*DIRECTIONS*: Find the lines in these entries that include the word "could" and state how many there are, with no other words.

[Start of section]

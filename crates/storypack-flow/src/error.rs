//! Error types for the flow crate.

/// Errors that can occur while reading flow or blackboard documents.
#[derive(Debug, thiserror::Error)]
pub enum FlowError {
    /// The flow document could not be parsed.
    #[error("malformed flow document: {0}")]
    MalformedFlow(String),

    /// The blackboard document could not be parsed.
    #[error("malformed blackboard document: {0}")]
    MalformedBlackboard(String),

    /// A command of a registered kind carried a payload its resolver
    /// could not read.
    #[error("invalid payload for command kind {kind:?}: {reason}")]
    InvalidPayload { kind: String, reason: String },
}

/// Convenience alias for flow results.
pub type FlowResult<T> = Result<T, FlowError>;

[End of section]
[Start of section]

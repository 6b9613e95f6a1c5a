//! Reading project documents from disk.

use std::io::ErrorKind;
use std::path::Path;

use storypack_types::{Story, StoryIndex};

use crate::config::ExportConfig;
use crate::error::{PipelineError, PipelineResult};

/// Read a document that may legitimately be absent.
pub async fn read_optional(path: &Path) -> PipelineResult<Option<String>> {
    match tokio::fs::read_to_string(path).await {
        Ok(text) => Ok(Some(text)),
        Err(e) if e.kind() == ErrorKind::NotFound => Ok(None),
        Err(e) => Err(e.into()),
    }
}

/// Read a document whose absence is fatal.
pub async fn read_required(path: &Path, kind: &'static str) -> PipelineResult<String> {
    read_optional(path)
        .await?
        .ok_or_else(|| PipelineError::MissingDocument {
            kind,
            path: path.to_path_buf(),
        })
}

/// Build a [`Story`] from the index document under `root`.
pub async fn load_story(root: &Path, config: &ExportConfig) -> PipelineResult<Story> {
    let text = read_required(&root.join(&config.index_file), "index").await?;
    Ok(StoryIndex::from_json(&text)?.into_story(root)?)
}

[End of section]

*REPLY*: 3